What you will do:
Compute how many lines below contain the word "DatabaseConfig" and respond with that number only.

------------

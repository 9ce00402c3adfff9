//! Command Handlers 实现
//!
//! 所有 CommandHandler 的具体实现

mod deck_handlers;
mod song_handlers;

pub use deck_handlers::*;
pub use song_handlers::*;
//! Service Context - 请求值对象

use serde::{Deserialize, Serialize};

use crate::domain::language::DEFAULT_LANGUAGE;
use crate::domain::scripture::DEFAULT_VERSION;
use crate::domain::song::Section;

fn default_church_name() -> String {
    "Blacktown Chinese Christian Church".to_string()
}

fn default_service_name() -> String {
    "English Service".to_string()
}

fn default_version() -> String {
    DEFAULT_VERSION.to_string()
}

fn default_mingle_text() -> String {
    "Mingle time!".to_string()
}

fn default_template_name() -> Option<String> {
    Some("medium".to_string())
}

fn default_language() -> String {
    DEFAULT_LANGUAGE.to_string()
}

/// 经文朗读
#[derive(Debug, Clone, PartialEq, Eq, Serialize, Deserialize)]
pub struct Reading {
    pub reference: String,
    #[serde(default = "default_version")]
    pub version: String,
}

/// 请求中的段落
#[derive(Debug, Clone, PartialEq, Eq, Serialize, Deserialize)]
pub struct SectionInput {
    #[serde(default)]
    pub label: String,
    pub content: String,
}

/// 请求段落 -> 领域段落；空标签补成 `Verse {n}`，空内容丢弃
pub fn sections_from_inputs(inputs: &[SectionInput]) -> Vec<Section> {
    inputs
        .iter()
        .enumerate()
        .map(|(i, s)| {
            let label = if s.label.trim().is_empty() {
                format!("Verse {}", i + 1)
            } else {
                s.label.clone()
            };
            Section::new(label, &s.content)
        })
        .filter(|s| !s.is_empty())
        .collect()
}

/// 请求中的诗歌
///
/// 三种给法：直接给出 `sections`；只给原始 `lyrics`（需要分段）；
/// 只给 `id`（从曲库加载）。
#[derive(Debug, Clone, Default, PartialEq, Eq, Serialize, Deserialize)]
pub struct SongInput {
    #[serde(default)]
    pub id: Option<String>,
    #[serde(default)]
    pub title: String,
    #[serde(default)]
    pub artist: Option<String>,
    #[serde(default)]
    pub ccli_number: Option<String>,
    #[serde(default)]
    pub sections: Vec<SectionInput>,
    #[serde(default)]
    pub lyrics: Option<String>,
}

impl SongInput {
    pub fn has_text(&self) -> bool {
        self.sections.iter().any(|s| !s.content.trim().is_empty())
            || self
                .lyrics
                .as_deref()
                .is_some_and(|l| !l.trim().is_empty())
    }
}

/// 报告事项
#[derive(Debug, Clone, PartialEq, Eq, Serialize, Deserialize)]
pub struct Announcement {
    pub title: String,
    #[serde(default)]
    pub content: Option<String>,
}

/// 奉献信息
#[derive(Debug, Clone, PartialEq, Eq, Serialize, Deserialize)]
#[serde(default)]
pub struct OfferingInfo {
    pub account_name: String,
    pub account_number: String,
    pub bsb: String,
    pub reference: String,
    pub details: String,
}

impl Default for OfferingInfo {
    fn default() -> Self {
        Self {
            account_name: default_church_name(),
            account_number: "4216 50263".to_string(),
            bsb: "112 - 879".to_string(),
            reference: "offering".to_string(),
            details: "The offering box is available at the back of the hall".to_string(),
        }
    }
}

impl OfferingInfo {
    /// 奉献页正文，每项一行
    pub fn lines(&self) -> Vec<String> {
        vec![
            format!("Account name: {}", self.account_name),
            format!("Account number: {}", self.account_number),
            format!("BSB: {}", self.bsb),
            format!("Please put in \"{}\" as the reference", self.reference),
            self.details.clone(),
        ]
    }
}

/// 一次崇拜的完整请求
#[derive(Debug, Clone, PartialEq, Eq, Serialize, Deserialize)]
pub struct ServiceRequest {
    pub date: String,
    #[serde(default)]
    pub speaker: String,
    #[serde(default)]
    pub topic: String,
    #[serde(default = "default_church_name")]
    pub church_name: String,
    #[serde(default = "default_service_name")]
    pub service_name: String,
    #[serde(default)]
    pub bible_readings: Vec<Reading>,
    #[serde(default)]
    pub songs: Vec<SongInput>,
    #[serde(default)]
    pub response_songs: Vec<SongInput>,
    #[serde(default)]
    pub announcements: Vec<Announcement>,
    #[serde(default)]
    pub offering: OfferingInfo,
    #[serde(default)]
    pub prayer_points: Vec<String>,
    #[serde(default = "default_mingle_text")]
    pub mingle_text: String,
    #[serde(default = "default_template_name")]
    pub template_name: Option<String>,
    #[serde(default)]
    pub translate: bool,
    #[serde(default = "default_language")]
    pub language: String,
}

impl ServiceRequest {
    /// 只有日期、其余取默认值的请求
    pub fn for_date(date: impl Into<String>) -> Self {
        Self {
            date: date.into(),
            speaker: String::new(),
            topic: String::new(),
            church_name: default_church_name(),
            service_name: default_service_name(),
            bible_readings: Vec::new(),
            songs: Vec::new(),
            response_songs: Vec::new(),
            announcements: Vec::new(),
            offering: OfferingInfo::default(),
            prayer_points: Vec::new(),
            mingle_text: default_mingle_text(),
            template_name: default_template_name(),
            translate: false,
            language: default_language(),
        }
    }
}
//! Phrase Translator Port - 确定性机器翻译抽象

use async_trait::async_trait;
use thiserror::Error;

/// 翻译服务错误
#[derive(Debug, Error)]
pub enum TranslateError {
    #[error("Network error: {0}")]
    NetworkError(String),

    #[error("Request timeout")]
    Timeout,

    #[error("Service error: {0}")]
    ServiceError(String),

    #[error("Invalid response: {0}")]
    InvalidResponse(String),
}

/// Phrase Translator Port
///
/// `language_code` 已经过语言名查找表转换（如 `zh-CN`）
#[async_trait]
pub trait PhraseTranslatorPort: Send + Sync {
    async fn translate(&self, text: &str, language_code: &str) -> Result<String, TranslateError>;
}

------------

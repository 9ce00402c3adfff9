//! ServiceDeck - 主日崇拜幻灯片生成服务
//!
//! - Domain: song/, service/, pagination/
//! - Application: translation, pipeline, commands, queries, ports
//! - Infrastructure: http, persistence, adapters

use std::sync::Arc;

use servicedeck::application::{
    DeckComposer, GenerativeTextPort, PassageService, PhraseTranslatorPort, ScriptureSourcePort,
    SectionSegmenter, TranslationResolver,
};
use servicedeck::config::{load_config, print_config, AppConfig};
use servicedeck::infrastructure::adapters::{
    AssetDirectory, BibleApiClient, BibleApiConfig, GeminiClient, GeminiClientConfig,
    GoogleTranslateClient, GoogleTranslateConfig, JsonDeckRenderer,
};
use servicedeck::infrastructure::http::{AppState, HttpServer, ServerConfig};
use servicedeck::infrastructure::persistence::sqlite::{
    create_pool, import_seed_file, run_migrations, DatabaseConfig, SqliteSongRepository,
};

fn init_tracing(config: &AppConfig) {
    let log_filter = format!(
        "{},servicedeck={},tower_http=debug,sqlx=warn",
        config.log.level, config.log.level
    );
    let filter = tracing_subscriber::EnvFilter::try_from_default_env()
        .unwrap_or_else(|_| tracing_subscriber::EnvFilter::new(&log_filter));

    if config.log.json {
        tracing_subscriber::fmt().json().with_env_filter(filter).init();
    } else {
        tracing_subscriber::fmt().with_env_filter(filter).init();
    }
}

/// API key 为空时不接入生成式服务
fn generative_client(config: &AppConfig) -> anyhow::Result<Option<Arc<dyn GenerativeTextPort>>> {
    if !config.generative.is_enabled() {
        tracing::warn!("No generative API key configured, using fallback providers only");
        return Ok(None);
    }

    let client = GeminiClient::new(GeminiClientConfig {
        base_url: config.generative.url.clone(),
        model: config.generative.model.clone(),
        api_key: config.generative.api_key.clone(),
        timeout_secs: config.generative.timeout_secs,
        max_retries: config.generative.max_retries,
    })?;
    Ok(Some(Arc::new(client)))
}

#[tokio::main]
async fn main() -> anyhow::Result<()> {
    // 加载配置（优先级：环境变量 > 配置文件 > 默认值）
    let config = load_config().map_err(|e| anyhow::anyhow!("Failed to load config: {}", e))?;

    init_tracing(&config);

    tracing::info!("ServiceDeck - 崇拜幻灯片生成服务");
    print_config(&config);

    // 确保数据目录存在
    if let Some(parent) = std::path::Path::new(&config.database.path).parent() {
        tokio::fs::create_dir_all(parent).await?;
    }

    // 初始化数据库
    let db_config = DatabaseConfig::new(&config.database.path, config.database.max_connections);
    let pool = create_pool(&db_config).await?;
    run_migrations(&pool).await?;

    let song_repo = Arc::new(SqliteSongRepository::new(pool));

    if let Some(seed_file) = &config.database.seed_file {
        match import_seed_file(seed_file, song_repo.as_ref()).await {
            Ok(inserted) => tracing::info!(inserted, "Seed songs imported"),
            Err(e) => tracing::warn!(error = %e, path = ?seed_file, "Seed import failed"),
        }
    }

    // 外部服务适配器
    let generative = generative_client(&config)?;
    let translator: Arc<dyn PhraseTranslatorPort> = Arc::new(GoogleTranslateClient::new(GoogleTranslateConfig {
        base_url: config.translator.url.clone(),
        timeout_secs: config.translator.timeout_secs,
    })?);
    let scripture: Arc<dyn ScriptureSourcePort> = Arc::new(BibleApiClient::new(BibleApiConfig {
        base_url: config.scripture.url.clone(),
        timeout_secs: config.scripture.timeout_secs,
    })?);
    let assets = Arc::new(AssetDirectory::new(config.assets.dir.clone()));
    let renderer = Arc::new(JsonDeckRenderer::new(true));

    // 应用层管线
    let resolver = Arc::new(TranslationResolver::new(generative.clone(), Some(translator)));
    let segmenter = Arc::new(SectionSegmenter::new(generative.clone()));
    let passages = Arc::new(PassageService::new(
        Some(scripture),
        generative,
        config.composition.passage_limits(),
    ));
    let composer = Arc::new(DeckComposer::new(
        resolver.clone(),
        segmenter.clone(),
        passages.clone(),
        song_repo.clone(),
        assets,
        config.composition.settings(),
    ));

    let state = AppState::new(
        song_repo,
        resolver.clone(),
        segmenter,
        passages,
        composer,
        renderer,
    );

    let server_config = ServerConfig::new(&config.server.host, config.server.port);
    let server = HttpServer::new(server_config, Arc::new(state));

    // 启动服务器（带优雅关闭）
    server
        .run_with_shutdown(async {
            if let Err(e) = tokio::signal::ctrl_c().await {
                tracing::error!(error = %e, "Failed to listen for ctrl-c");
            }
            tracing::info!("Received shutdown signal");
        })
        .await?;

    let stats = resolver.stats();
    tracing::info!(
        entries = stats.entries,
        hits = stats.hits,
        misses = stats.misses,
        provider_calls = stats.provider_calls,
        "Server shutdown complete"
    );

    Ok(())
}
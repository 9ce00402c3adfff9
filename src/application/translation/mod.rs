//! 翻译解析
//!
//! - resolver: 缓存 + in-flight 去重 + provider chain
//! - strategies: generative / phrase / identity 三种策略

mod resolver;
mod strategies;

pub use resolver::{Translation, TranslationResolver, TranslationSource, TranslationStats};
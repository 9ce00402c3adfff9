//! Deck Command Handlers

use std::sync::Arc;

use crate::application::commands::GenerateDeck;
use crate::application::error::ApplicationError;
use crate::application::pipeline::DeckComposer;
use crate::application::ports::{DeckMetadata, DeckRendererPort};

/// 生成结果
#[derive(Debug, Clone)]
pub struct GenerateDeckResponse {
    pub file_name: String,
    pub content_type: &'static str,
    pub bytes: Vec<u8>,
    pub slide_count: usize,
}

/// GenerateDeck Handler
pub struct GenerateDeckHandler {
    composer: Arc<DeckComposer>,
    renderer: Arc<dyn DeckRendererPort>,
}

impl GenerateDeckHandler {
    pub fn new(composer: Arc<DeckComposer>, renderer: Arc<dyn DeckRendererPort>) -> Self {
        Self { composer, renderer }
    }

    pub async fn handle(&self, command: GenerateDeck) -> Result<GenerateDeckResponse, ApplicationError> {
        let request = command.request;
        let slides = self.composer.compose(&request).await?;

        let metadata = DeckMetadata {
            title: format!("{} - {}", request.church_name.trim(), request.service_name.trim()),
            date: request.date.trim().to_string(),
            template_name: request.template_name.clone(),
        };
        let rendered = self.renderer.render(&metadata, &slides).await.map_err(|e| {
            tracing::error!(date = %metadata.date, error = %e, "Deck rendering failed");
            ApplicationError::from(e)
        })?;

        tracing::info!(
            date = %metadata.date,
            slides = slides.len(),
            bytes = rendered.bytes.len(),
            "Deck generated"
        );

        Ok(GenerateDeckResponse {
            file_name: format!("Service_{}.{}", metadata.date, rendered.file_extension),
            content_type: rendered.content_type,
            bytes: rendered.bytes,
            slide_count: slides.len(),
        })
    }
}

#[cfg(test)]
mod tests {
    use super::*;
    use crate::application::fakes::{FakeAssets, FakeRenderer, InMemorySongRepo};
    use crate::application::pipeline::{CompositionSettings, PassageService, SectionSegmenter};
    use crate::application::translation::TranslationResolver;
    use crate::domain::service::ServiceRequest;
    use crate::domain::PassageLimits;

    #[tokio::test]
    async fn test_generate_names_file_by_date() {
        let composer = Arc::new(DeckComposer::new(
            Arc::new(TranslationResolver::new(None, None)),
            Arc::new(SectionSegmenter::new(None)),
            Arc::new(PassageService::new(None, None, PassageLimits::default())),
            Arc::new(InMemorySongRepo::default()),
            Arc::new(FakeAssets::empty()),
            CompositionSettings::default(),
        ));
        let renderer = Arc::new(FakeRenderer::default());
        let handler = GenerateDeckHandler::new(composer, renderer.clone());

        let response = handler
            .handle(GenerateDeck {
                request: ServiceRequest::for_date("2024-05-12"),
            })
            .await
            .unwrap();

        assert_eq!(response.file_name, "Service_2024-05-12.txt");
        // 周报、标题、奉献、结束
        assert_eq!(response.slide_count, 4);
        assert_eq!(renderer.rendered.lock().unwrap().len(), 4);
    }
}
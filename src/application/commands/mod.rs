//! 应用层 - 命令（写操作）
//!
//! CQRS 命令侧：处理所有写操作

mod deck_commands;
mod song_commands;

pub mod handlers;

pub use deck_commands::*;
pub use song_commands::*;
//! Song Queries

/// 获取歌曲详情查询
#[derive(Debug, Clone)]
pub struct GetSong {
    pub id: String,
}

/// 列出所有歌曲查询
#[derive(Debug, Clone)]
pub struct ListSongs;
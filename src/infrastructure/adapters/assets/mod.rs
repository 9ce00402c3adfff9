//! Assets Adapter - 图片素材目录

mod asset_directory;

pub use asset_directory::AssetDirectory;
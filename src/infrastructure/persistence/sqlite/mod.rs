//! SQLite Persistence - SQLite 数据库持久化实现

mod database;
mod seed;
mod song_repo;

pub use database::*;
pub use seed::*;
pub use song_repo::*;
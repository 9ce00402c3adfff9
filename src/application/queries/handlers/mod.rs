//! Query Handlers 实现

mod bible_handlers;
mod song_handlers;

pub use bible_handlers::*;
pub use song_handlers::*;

------------

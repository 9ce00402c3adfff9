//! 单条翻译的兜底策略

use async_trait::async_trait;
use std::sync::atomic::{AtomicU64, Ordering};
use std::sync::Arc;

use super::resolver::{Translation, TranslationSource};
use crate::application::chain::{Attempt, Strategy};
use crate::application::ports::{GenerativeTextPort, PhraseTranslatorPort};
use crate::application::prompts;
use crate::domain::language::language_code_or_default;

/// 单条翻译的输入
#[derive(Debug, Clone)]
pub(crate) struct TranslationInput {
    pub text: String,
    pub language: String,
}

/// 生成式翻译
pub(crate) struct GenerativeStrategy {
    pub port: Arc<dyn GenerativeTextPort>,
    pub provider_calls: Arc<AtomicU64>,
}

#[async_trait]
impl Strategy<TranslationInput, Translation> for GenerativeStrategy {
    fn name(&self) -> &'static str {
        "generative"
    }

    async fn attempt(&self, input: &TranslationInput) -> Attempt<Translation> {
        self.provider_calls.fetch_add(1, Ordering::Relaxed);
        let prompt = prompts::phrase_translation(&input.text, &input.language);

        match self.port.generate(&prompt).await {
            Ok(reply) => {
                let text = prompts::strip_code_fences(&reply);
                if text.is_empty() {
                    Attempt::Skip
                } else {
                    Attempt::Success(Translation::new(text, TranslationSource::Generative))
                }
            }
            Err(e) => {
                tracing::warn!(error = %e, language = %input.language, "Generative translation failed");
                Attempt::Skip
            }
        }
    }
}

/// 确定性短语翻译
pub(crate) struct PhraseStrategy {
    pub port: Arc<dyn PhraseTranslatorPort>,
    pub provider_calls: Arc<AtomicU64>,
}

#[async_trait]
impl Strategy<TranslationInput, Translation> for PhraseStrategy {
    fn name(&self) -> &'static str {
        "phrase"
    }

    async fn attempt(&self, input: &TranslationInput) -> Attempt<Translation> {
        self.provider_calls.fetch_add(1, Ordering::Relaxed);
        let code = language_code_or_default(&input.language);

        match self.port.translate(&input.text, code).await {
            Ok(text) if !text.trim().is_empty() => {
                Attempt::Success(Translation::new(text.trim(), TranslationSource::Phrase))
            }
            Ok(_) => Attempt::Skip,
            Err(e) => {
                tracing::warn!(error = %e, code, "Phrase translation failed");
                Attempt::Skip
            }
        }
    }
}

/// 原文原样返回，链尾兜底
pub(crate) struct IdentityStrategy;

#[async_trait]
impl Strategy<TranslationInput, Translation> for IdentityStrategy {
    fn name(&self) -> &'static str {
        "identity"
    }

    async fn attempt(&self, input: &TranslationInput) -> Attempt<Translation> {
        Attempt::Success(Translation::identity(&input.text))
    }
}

------------

Exercise answer:
2